In one of the main scenes of the film, Bagger Vance explains to Matt Damon (I can never remember the main character’s name, sorry), move by move, his competitor’s strike, with a monologue in which athletic performance and metaphors blur. Thanks to the numerous TV rewatches, I almost know it by heart, it goes like this:
‘The golf player always seems to be searching for something. Then he finds it. He finds a connection with himself. He finds concentration. He can choose among several strikes, but there is only one strike that is perfectly harmonious with the course. A strike that perfectly suits him. An authentic one. And he’s going to choose that. There’s a perfect strike trying to reach all of us. We only have to leave its trajectory free. Leave it free to choose us’.

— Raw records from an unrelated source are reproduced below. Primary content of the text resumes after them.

//! Account credentials for bproxy: on-disk storage, OAuth exchange and
//! refresh, the rotating credential pool, and the per-identity access
//! serializer.
//!
//! This crate owns all shared mutable state around upstream identities. The
//! exchange engine and the HTTP surface sit above it.

pub mod callback;
pub mod credential;
pub mod oauth;
pub mod pool;
pub mod serializer;
pub mod store;

pub use callback::{CallbackOutcome, CallbackRegistry, AUTH_WAIT_SECS};
pub use credential::{Credential, Profile, TokenSet};
pub use oauth::{generate_state, OAuthClient, OAuthConfig, OAuthError, TokenRefresher};
pub use pool::{AcquireError, CredentialPool};
pub use serializer::{AccessGuard, AccessSerializer};
pub use store::{CredentialStore, StoreError};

A perfect strike towards us: what’s better than golf lessons to catch it? Here I am on the green course. Sequences of sharp, precise, measured strikes every week. My trainer says they’re ‘mirable drawings traced in the air’, I think they suck. I improve day by day, the distance between me and the last hole is shorter, but I cannot see perfect strikes yet.
What if the secret was saying no to this wait, Bagger Vance? Giving up to the idea that the perfect strike may come, but in the meantime we can live. This thought comes to my mind in the blink of an eye, and years of anxieties and worries disappear all at once. The small golf ball goes through the sky, dividing it in two.
It’s a warm winter, I sit down on the ground. Tonight I’ll be home earlier, the perfect strike didn’t pass to say hi. I could keep trying. Or maybe I could go back to my family. Surprise it. Give it more time. Find out that it’s able to accept me despite my flaws.
Today I played without my glove on. Maybe I left it on my office desk, maybe I lost it on the way. No problem. The wind is blowing gently. As I go away with my sporty bag on my shoulder, Springtime is the call of someone who wishes to see you again.